ST. LEGER: Ah, well, that’s scorpine as it’s called - it’s a toxin which has been studied for a few years now by different groups. And, it’s quite interesting - it’s an antimicrobial toxin, and it was shown to be effective against plasmodium a couple of years back. Now the scorpine toxin is from the Imperial Scorpion, a great big scorpion, a huge scorpion in fact, which has got a rather placid personality, plays well with children.
GELLERMAN: And I guess saves their lives.
ST. LEGER: Yes, this scorpine toxin could actually save lives, just by putting it in the right place. And the fungus is our tool and utensil for doing that. It’s the delivery system.
GELLERMAN: So how do you get the fungus into the mosquito?
ST. LEGER: The fungus can be applied like any chemical could be: You could spray it or you could put it on a cloth in the house, you could put it on bed nets, you could even paint it on walls. And if the mosquito contacts the fungus, the fungal spores, they germinate and they know to penetrate into the skin, they’re programmed to do that.
GELLERMAN: How effective, Professor, are these genetically modified fungi?
ST. LEGER: With mosquitoes, which have very
advanced malarial infections indeed you know - 11 days after they’ve taken an infected blood meal, when they’re full of malaria – we can infect them at that stage with this fungi, and within a couple of days, we will have reduced the amount of malaria parasites by something like 98 percent.
What that means is that 75 percent of the mosquitoes will have no malaria parasites at all, and the remaining 25 percent of the mosquitoes will have very few. And that’s just a couple of days after infecting with the fungus.
GELLERMAN: How about the cost? The expense - is it very expensive to do this?
ST. LEGER: No, it shouldn’t be, because they already use a related fungus for locust control. It’s mass produced in Africa, it’s mass produced in China and Australia, and basically it’s about as expensive as chemical insecticide.
GELLERMAN: And safe? I mean, you’ve got this genetically modified fungus… is it safe in the environment?
ST. LEGER: Well the wild-type fungus, the original fungus, is very safe. It’s been used for a long time, and it’s hard to see any tangible risk from what we’re doing. Because we’ve taken a gene, which is specific - the antibody gene - is specific for human malaria. It doesn’t even recognize mouse malaria, or chicken malaria, so it’s totally specific for human malaria.

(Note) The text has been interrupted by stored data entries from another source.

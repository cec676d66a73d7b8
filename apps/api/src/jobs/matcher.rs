//! Job Matcher — selects catalog postings that share at least one skill with the candidate.
//!
//! Algorithm:
//! 1. Lower-case the candidate's skills into a set.
//! 2. Walk the catalog in order; keep a posting iff its lower-cased
//!    required skills intersect the candidate set (one shared skill is enough).
//! 3. Truncate to `limit` after filtering. Catalog order is never re-ranked.

use std::collections::HashSet;

use crate::models::job::{JobPosting, MatchedJob};
use crate::models::profile::CandidateProfile;

pub fn match_jobs(
    profile: &CandidateProfile,
    catalog: &[JobPosting],
    limit: usize,
) -> Vec<MatchedJob> {
    let candidate: HashSet<String> = profile.skills.iter().map(|s| s.to_lowercase()).collect();

    if candidate.is_empty() {
        return Vec::new();
    }

    catalog
        .iter()
        .filter(|posting| {
            posting
                .required_skills
                .iter()
                .any(|skill| candidate.contains(&skill.to_lowercase()))
        })
        .take(limit)
        .cloned()
        .collect()
}
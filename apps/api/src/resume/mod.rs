// Résumé stages: document text extraction and skill/summary synthesis.
// The synthesizer never fails a request; it degrades to keyword matching.

pub mod extractor;
pub mod prompts;
pub mod skills;
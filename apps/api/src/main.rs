mod config;
mod errors;
mod guidance;
mod jobs;
mod llm_client;
mod models;
mod pipeline;
mod resume;
mod routes;
mod state;

use std::net::SocketAddr;
use std::sync::Arc;

use anyhow::{Context, Result};
use axum::http::HeaderValue;
use tower_http::{cors::CorsLayer, trace::TraceLayer};
use tracing::info;
use tracing_subscriber::{layer::SubscriberExt, util::SubscriberInitExt, EnvFilter};

use crate::config::Config;
use crate::jobs::catalog::JobCatalog;
use crate::llm_client::LlmClient;
use crate::resume::extractor::PdfExtractor;
use crate::routes::build_router;
use crate::state::AppState;

#[tokio::main]
async fn main() -> Result<()> {
    // Load configuration first (fails on missing required env vars)
    let config = Config::from_env()?;

    // Initialize structured logging
    tracing_subscriber::registry()
        .with(EnvFilter::try_from_default_env().unwrap_or_else(|_| {
            EnvFilter::new(format!(
                "{}={}",
                env!("CARGO_CRATE_NAME"),
                &config.rust_log
            ))
        }))
        .with(tracing_subscriber::fmt::layer())
        .init();

    info!("Starting CareerPath API v{}", env!("CARGO_PKG_VERSION"));

    // Reference job catalog (read-only for the lifetime of the process)
    let catalog = JobCatalog::load(config.job_catalog_path.as_deref())?;

    // Per-request temp documents live here
    std::fs::create_dir_all(&config.upload_dir).with_context(|| {
        format!(
            "Failed to create upload directory {}",
            config.upload_dir.display()
        )
    })?;
    info!("Temporary upload directory: {}", config.upload_dir.display());

    // Initialize LLM client
    let llm = LlmClient::new(&config.llm).context("Failed to build LLM HTTP client")?;
    info!(
        "LLM client initialized (model: {}, base url: {})",
        llm.model(),
        config.llm.base_url
    );

    let state = AppState {
        llm: Arc::new(llm),
        extractor: Arc::new(PdfExtractor),
        catalog: Arc::new(catalog),
        config: config.clone(),
    };

    let app = build_router(state)
        .layer(TraceLayer::new_for_http())
        .layer(build_cors(&config)?);

    let addr: SocketAddr = format!("0.0.0.0:{}", config.port).parse()?;
    info!("Listening on {addr}");

    let listener = tokio::net::TcpListener::bind(addr).await?;
    axum::serve(listener, app).await?;

    Ok(())
}

/// Permissive CORS unless `CORS_ALLOWED_ORIGINS` names specific origins.
fn build_cors(config: &Config) -> Result<CorsLayer> {
    if config.cors_allowed_origins.is_empty() {
        return Ok(CorsLayer::permissive());
    }

    let origins = config
        .cors_allowed_origins
        .iter()
        .map(|o| {
            o.parse::<HeaderValue>()
                .with_context(|| format!("Invalid CORS origin '{o}'"))
        })
        .collect::<Result<Vec<_>>>()?;

    Ok(CorsLayer::new()
        .allow_origin(origins)
        .allow_methods(tower_http::cors::Any)
        .allow_headers(tower_http::cors::Any))
}
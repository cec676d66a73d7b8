use axum::{
    http::StatusCode,
    response::{IntoResponse, Response},
    Json,
};
use serde_json::json;
use thiserror::Error;

use crate::guidance::GuidanceError;
use crate::pipeline::PipelineError;
use crate::resume::extractor::ExtractError;

/// Longest slice of raw model output written to the log for diagnostics.
const RAW_LOG_LIMIT: usize = 2000;

/// Application-level error type.
/// Implements `IntoResponse` so Axum handlers can return `Result<T, AppError>`.
#[derive(Debug, Error)]
pub enum AppError {
    #[error("Validation error: {0}")]
    Validation(String),

    #[error("Payload too large: {0}")]
    PayloadTooLarge(String),

    #[error("Could not read document: {0}")]
    DocumentRead(String),

    #[error("Document contains no readable text")]
    EmptyDocument,

    #[error("Generation error: {0}")]
    Generation(String),

    #[error("Output format error")]
    OutputFormat { raw: String },

    #[error("Output schema error: {reason}")]
    OutputSchema { reason: String, raw: String },

    #[error("Request timed out after {0}s")]
    Timeout(u64),

    #[error("Internal server error: {0}")]
    Internal(#[from] anyhow::Error),
}

impl From<PipelineError> for AppError {
    fn from(err: PipelineError) -> Self {
        match err {
            PipelineError::Extract(ExtractError::DocumentRead(msg)) => AppError::DocumentRead(msg),
            PipelineError::Extract(ExtractError::EmptyDocument) => AppError::EmptyDocument,
            PipelineError::Guidance(GuidanceError::Generation(e)) => {
                AppError::Generation(e.to_string())
            }
            PipelineError::Guidance(GuidanceError::OutputFormat { raw }) => {
                AppError::OutputFormat { raw }
            }
            PipelineError::Guidance(GuidanceError::OutputSchema { reason, raw }) => {
                AppError::OutputSchema { reason, raw }
            }
            PipelineError::Internal(e) => AppError::Internal(e),
        }
    }
}

impl IntoResponse for AppError {
    fn into_response(self) -> Response {
        let (status, code, message) = match &self {
            AppError::Validation(msg) => (StatusCode::BAD_REQUEST, "VALIDATION_ERROR", msg.clone()),
            AppError::PayloadTooLarge(msg) => {
                (StatusCode::PAYLOAD_TOO_LARGE, "PAYLOAD_TOO_LARGE", msg.clone())
            }
            AppError::DocumentRead(msg) => {
                tracing::warn!("Document read error: {msg}");
                (
                    StatusCode::BAD_REQUEST,
                    "DOCUMENT_READ_ERROR",
                    "Could not read the uploaded document. Please upload a valid PDF.".to_string(),
                )
            }
            AppError::EmptyDocument => (
                StatusCode::UNPROCESSABLE_ENTITY,
                "EMPTY_DOCUMENT",
                "The uploaded document contains no readable text.".to_string(),
            ),
            AppError::Generation(msg) => {
                tracing::error!("Generation error: {msg}");
                (
                    StatusCode::BAD_GATEWAY,
                    "GENERATION_ERROR",
                    "The text-generation service failed.".to_string(),
                )
            }
            AppError::OutputFormat { raw } => {
                tracing::error!("No JSON object in model output: {}", truncate(raw));
                (
                    StatusCode::INTERNAL_SERVER_ERROR,
                    "OUTPUT_FORMAT_ERROR",
                    "The AI produced no recognizable structured output.".to_string(),
                )
            }
            AppError::OutputSchema { reason, raw } => {
                tracing::error!("Model output failed validation ({reason}): {}", truncate(raw));
                (
                    StatusCode::INTERNAL_SERVER_ERROR,
                    "OUTPUT_SCHEMA_ERROR",
                    "The AI output did not match the expected shape.".to_string(),
                )
            }
            AppError::Timeout(secs) => {
                tracing::error!("Request timed out after {secs}s");
                (
                    StatusCode::GATEWAY_TIMEOUT,
                    "TIMEOUT",
                    "The request took too long to process.".to_string(),
                )
            }
            AppError::Internal(e) => {
                tracing::error!("Internal error: {e:?}");
                (
                    StatusCode::INTERNAL_SERVER_ERROR,
                    "INTERNAL_ERROR",
                    "An internal server error occurred".to_string(),
                )
            }
        };

        let body = Json(json!({
            "status": "error",
            "code": code,
            "message": message
        }));

        (status, body).into_response()
    }
}

fn truncate(raw: &str) -> &str {
    match raw.char_indices().nth(RAW_LOG_LIMIT) {
        Some((idx, _)) => &raw[..idx],
        None => raw,
    }
}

And it doesn’t affect the insect in any way; it doesn’t affect anything else but human malaria. And it’s got an on-off switch, the promoter, which means that this gene would only be made in insect blood - it wouldn’t be made anywhere else the fungus happened to be.
GELLERMAN: So, can you use this genetic technology to kill other insect-borne diseases?
ST. LEGER: The fungus we’re using is quite specific to mosquitoes and their relations. But there are other fungi which will attack ticks, for example – say the ticks which carry lyme disease. And we have already a fungus which attacks tsetse fly, which carries trypanosomes - the sleeping sickness.
And there are antibodies already to the lyme disease and to sleeping sickness, trypanosomes, so we’re currently engineering these different specific strains to produce those antibodies in other toxins to see if it will work. If it works against malaria, then it should also work against these other pathogens.
Scorpine, which is anti-malarial, is also known to be effective against the dengue virus, and that virus kills 350 thousand people a year.
GELLERMAN: So does this mean we can finally defeat malaria?
ST. LEGER: No, we don’t think there is any particular silver bullet that is going to take out malaria. You’re going to have to use a range of different procedures. The fungus could be used along with chemical insecticides, for example, and the fungus could help prevent resistance developing to the insecticide.
New treatments for malaria, like vaccinations and so on, because malaria is present in so many different countries in so many different habitats and situations, there’s going to be no one single cure-all. But we think that our transgenic fungi could make a real, significant, substantial impact, should improve people’s lives, should save lives in sub-tropical Africa, where we hope to do the first field trials.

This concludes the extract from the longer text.